You make http requests to the shared server, those get proxied via the ssh tunnel to his machine, and the client on his machine could make the determination when/whether to run the workload.


👤 whywhywhywhy
M1 can’t really handle SD the inference times are closer to a minute and with SDXL you can feel the machine straining under it, battery depletes quick and the machine often completely freezes up for a second if you’re trying to do other things at the same time (M1 Max 32gb).

Think you’d be way better off just paying for a service designed for this or renting a GPU from a service set up for this cost won’t be that significant.


👤 neximo64
Use Ollama's api

👤 BossingAround
An off-topic question, are Apple's M-series chips any good at current AI/ML work?
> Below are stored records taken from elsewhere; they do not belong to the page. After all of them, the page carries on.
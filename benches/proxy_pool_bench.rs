use bizcrawl_engine::{ProxyPool, ProxyPoolConfig};
use criterion::{black_box, criterion_group, criterion_main, Criterion};

fn pool(n: usize, weighted: bool) -> ProxyPool {
    let endpoints = (0..n).map(|i| (format!("http://proxy{i}:8080"), 1)).collect();
    ProxyPool::new(endpoints, ProxyPoolConfig { weighted, ..ProxyPoolConfig::default() })
}

fn benchmark_round_robin_selection(c: &mut Criterion) {
    let p = pool(50, false);
    c.bench_function("proxy_pool_get_next_round_robin_50", |b| {
        b.iter(|| black_box(p.get_next()))
    });
}

fn benchmark_weighted_selection(c: &mut Criterion) {
    let p = pool(50, true);
    c.bench_function("proxy_pool_get_next_weighted_50", |b| {
        b.iter(|| black_box(p.get_next()))
    });
}

fn benchmark_selection_with_quarantined_proxies(c: &mut Criterion) {
    let p = pool(50, false);
    for i in 0..25 {
        let endpoint = format!("http://proxy{i}:8080");
        for _ in 0..3 {
            p.record_failure(&endpoint);
        }
    }
    c.bench_function("proxy_pool_get_next_half_quarantined", |b| {
        b.iter(|| black_box(p.get_next()))
    });
}

fn benchmark_record_failure(c: &mut Criterion) {
    let p = pool(50, false);
    c.bench_function("proxy_pool_record_failure", |b| {
        b.iter(|| p.record_failure(black_box("http://proxy0:8080")))
    });
}

criterion_group!(
    benches,
    benchmark_round_robin_selection,
    benchmark_weighted_selection,
    benchmark_selection_with_quarantined_proxies,
    benchmark_record_failure
);
criterion_main!(benches);
use crate::model::{Proxy, ProxyPoolStatus};
use chrono::Utc;
use rand::Rng;
use std::collections::HashSet;
use std::sync::Mutex;
use std::sync::atomic::{AtomicUsize, Ordering};
use std::time::Duration;

#[derive(Debug, Clone)]
pub struct ProxyPoolConfig {
    /// Consecutive failures before quarantine (`F_quarantine`, default 3).
    pub quarantine_threshold: u32,
    pub base_backoff: Duration,
    pub max_backoff: Duration,
    pub weighted: bool,
    /// If no healthy proxy exists: proceed without one (degraded) vs fail fast.
    pub degraded_mode_allowed: bool,
}

impl Default for ProxyPoolConfig {
    fn default() -> Self {
        Self {
            quarantine_threshold: 3,
            base_backoff: Duration::from_secs(10),
            max_backoff: Duration::from_secs(600),
            weighted: false,
            degraded_mode_allowed: true,
        }
    }
}

/// Owns a finite list of proxies loaded at startup. All mutations are serialized through
/// a single lock (§4.1 concurrency note); selection is O(#proxies).
pub struct ProxyPool {
    proxies: Mutex<Vec<Proxy>>,
    round_robin_index: AtomicUsize,
    config: ProxyPoolConfig,
}

impl ProxyPool {
    pub fn new(endpoints: Vec<(String, u32)>, config: ProxyPoolConfig) -> Self {
        let proxies = endpoints
            .into_iter()
            .map(|(endpoint, weight)| Proxy::new(endpoint, weight))
            .collect();
        Self {
            proxies: Mutex::new(proxies),
            round_robin_index: AtomicUsize::new(0),
            config,
        }
    }

    pub fn is_empty(&self) -> bool {
        self.proxies.lock().unwrap().is_empty()
    }

    /// A healthy proxy, or `None` if the pool is exhausted. Round-robin over
    /// non-quarantined proxies; if `weighted`, bias by `weight / (1 + consecutive_failures)`.
    pub fn get_next(&self) -> Option<Proxy> {
        self.select(|_| true)
    }

    /// A healthy proxy not in `excluded`, used by retry paths.
    pub fn get_excluding(&self, excluded: &HashSet<String>) -> Option<Proxy> {
        self.select(|p| !excluded.contains(&p.endpoint))
    }

    fn select(&self, predicate: impl Fn(&Proxy) -> bool) -> Option<Proxy> {
        let now = Utc::now();
        let proxies = self.proxies.lock().unwrap();
        let candidates: Vec<usize> = proxies
            .iter()
            .enumerate()
            .filter(|(_, p)| !p.is_quarantined_at(now) && predicate(p))
            .map(|(i, _)| i)
            .collect();

        if candidates.is_empty() {
            return None;
        }

        let chosen = if self.config.weighted {
            let total: f64 = candidates.iter().map(|&i| proxies[i].selection_bias()).sum();
            if total <= 0.0 {
                candidates[0]
            } else {
                let mut r = rand::thread_rng().gen_range(0.0..total);
                let mut pick = candidates[candidates.len() - 1];
                for &i in &candidates {
                    let bias = proxies[i].selection_bias();
                    if r < bias {
                        pick = i;
                        break;
                    }
                    r -= bias;
                }
                pick
            }
        } else {
            let idx = self.round_robin_index.fetch_add(1, Ordering::Relaxed);
            candidates[idx % candidates.len()]
        };

        Some(proxies[chosen].clone())
    }

    /// Resets `consecutive_failures` and clears quarantine.
    pub fn record_success(&self, endpoint: &str) {
        let mut proxies = self.proxies.lock().unwrap();
        if let Some(p) = proxies.iter_mut().find(|p| p.endpoint == endpoint) {
            p.consecutive_failures = 0;
            p.quarantined_until = None;
            p.last_success_ts = Some(Utc::now());
        }
    }

    /// Increments failures; quarantines once the threshold is reached, with backoff
    /// growing as `min(base * 2^k, cap)`.
    pub fn record_failure(&self, endpoint: &str) {
        let mut proxies = self.proxies.lock().unwrap();
        if let Some(p) = proxies.iter_mut().find(|p| p.endpoint == endpoint) {
            p.consecutive_failures += 1;
            p.last_failure_ts = Some(Utc::now());

            if p.consecutive_failures >= self.config.quarantine_threshold {
                let k = p.consecutive_failures - self.config.quarantine_threshold;
                let backoff = self
                    .config
                    .base_backoff
                    .saturating_mul(1u32.checked_shl(k.min(20)).unwrap_or(u32::MAX))
                    .min(self.config.max_backoff);
                p.quarantined_until = Some(Utc::now() + chrono::Duration::from_std(backoff).unwrap());
            }
        }
    }

    pub fn status(&self) -> ProxyPoolStatus {
        let now = Utc::now();
        let proxies = self.proxies.lock().unwrap();
        let healthy = proxies.iter().filter(|p| !p.is_quarantined_at(now)).count();
        ProxyPoolStatus {
            total: proxies.len(),
            healthy,
            quarantined: proxies.len() - healthy,
            per_proxy_failures: proxies
                .iter()
                .map(|p| (p.endpoint.clone(), p.consecutive_failures))
                .collect(),
        }
    }

    pub fn degraded_mode_allowed(&self) -> bool {
        self.config.degraded_mode_allowed
    }
}

#[cfg(test)]
mod tests {
    use super::*;

    fn pool(n: usize) -> ProxyPool {
        let endpoints = (0..n).map(|i| (format!("http://proxy{i}:8080"), 1)).collect();
        ProxyPool::new(endpoints, ProxyPoolConfig::default())
    }

    #[test]
    fn round_robin_fairness_over_10p_requests() {
        let p = pool(4);
        let mut counts = std::collections::HashMap::new();
        for _ in 0..40 {
            let picked = p.get_next().unwrap();
            *counts.entry(picked.endpoint).or_insert(0u32) += 1;
        }
        for count in counts.values() {
            assert!((9..=11).contains(count), "count {count} outside fairness band");
        }
    }

    #[test]
    fn quarantined_proxy_never_selected() {
        let p = pool(2);
        let target = "http://proxy0:8080".to_string();
        for _ in 0..3 {
            p.record_failure(&target);
        }
        for _ in 0..20 {
            let picked = p.get_next().unwrap();
            assert_ne!(picked.endpoint, target);
        }
    }

    #[test]
    fn success_clears_quarantine() {
        let p = pool(1);
        let target = "http://proxy0:8080".to_string();
        for _ in 0..5 {
            p.record_failure(&target);
        }
        assert!(p.get_next().is_none());
        p.record_success(&target);
        assert!(p.get_next().is_some());
    }

    #[test]
    fn exclusion_set_is_respected() {
        let p = pool(3);
        let mut excluded = HashSet::new();
        excluded.insert("http://proxy0:8080".to_string());
        excluded.insert("http://proxy1:8080".to_string());
        for _ in 0..10 {
            let picked = p.get_excluding(&excluded).unwrap();
            assert_eq!(picked.endpoint, "http://proxy2:8080");
        }
    }
}
use crate::model::{Proxy, ProtectionType, ScrapingStrategy, SiteProfile, SiteType};
use crate::protection::ProtectionDetector;
use scraper::{Html, Selector};
use std::collections::HashSet;
use std::time::Duration;

const SPA_SIGNATURES: &[&str] = &[
    "react", "__next", "__nuxt", "ng-app", "ng-controller", "data-v-", "vue-", "ember", "_app.js",
    "main.js", "bundle.js",
];

const MINIMAL_CONTENT_SIGNATURES: &[&str] = &[
    "<div id=\"root\"></div>",
    "<div id=\"app\"></div>",
    "<div id=\"__next\"></div>",
    "loading...",
    "please wait",
    "javascript required",
];

/// Probes a site exactly once and produces a `SiteProfile` with a recommended strategy.
pub struct SiteAnalyzer {
    timeout: Duration,
    user_agent: String,
    protection_detector: ProtectionDetector,
}

impl SiteAnalyzer {
    pub fn new(timeout: Duration, user_agent: impl Into<String>, protection_detector: ProtectionDetector) -> Self {
        Self {
            timeout,
            user_agent: user_agent.into(),
            protection_detector,
        }
    }

    fn build_client(&self, proxy: Option<&Proxy>) -> anyhow::Result<reqwest::Client> {
        let mut builder = reqwest::Client::builder()
            .user_agent(self.user_agent.clone())
            .timeout(self.timeout)
            .danger_accept_invalid_certs(true);
        if let Some(proxy) = proxy {
            builder = builder.proxy(reqwest::Proxy::all(&proxy.endpoint)?);
        }
        Ok(builder.build()?)
    }

    /// Single-probe analysis. Any transport or non-2xx/3xx failure yields a profile whose
    /// `best_strategy` is ROBUST rather than a specific recommendation — there is no
    /// enough information yet to pick something narrower.
    pub async fn analyze(&self, url: &str, proxy: Option<&Proxy>) -> SiteProfile {
        let mut profile = SiteProfile::new(url);

        let client = match self.build_client(proxy) {
            Ok(c) => c,
            Err(_) => {
                profile.best_strategy = ScrapingStrategy::Robust;
                return profile;
            }
        };

        let start = std::time::Instant::now();
        let response = match client.get(url).send().await {
            Ok(r) => r,
            Err(_) => {
                profile.best_strategy = ScrapingStrategy::Robust;
                return profile;
            }
        };

        let status = response.status().as_u16();
        let headers: std::collections::HashMap<String, String> = response
            .headers()
            .iter()
            .map(|(k, v)| (k.to_string(), v.to_str().unwrap_or_default().to_string()))
            .collect();

        let html = match response.text().await {
            Ok(body) => body,
            Err(_) => {
                profile.best_strategy = ScrapingStrategy::Robust;
                return profile;
            }
        };
        let elapsed_ms = start.elapsed().as_millis() as u64;

        profile.response_time_ms = elapsed_ms;
        profile.status_code = Some(status);
        profile.headers = headers.clone();
        profile.content_length = html.len();

        if html.is_empty() || status >= 400 {
            profile.best_strategy = ScrapingStrategy::Robust;
            return profile;
        }

        profile.protection = self.protection_detector.detect(&headers, Some(&html), status);
        profile.site_type = detect_site_type(&html);
        profile.raw_html = Some(html);
        profile.best_strategy = select_best_strategy(&profile);

        profile
    }
}

/// Length of text content outside `<script>`/`<style>`/`<noscript>`, the Rust analogue
/// of stripping those tags with BeautifulSoup before measuring `get_text()`.
fn visible_text_length(html: &str) -> usize {
    let document = Html::parse_document(html);
    let strip = Selector::parse("script, style, noscript").unwrap();
    let excluded: HashSet<_> = document.select(&strip).map(|el| el.id()).collect();

    document
        .tree
        .nodes()
        .filter(|node| node.value().is_text())
        .filter(|node| !node.ancestors().any(|a| excluded.contains(&a.id())))
        .map(|node| node.value().as_text().map(|t| t.len()).unwrap_or(0))
        .sum()
}

fn detect_site_type(html: &str) -> SiteType {
    if html.is_empty() {
        return SiteType::Unknown;
    }
    let lower = html.to_lowercase();

    let is_minimal = MINIMAL_CONTENT_SIGNATURES.iter().any(|sig| lower.contains(sig));
    let spa_count = SPA_SIGNATURES.iter().filter(|sig| lower.contains(*sig)).count();
    let text_length = visible_text_length(html);

    if is_minimal && text_length < 500 {
        SiteType::Spa
    } else if spa_count >= 3 && text_length < 2000 {
        SiteType::Hybrid
    } else if spa_count >= 2 {
        SiteType::Hybrid
    } else {
        SiteType::Static
    }
}

fn select_best_strategy(profile: &SiteProfile) -> ScrapingStrategy {
    match profile.protection {
        ProtectionType::Cloudflare => return ScrapingStrategy::Aggressive,
        ProtectionType::Waf | ProtectionType::Bot => return ScrapingStrategy::Robust,
        ProtectionType::RateLimit => return ScrapingStrategy::Standard,
        ProtectionType::Captcha | ProtectionType::None => {}
    }

    match profile.site_type {
        SiteType::Spa => return ScrapingStrategy::Robust,
        SiteType::Hybrid => return ScrapingStrategy::Standard,
        SiteType::Static | SiteType::Unknown => {}
    }

    if profile.response_time_ms < 1000 {
        ScrapingStrategy::Fast
    } else if profile.response_time_ms > 3000 {
        ScrapingStrategy::Robust
    } else {
        ScrapingStrategy::Standard
    }
}

#[cfg(test)]
mod tests {
    use super::*;
    use crate::model::SiteProfile;

    #[test]
    fn spa_minimal_shell_classified_as_spa() {
        let html = r#"<html><body><div id="root"></div></body></html>"#;
        assert_eq!(detect_site_type(html), SiteType::Spa);
    }

    #[test]
    fn heavy_framework_markers_with_little_text_is_hybrid() {
        let html = r#"<html><body><div data-v-1 class="vue-app"></div>
            <script src="/static/bundle.js"></script>
            <script src="/static/main.js"></script>
            <div id="__next"></div></body></html>"#;
        assert_eq!(detect_site_type(html), SiteType::Hybrid);
    }

    #[test]
    fn plain_markup_is_static() {
        let html = "<html><body><p>hello world, this is a normal page</p></body></html>";
        assert_eq!(detect_site_type(html), SiteType::Static);
    }

    #[test]
    fn strategy_selection_prioritizes_protection_over_site_type() {
        let mut profile = SiteProfile::new("https://example.com");
        profile.protection = ProtectionType::Cloudflare;
        profile.site_type = SiteType::Static;
        assert_eq!(select_best_strategy(&profile), ScrapingStrategy::Aggressive);
    }

    #[test]
    fn fast_response_on_static_site_picks_fast_strategy() {
        let mut profile = SiteProfile::new("https://example.com");
        profile.response_time_ms = 200;
        assert_eq!(select_best_strategy(&profile), ScrapingStrategy::Fast);
    }
}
How does it compare with dedicated GPUs?

👤 loktarogar
This was bouncing around the last few days, if you have a few devices as well as the M1 (though i'm not sure it able to work over the internet as opposed to a local network): https://github.com/exo-explore/exo

Otherwise set up Ollama's API


👤 neom
I feel like Ollama just came out and now y'all are doing model based laptop resource sharing.

Should I take this as an indicator that embedded GenAI is moving quite quickly?

(Also just wanted to say I find this thread incredibly cool generally, some very interesting stuff going on!!! :D )


👤 paxys
The entire point of embedded models is that you can run them locally. If it'll anyways take an internet roundtrip then what's the point of connecting to your friend's laptop over a cloud GPU or a managed service like ChatGPT-4o?

👤 thisconnect
If you are in the same network try https://pinokio.computer

👤 exe34
With "borrow" in scare quotes, do you intend for him to be aware of his generosity?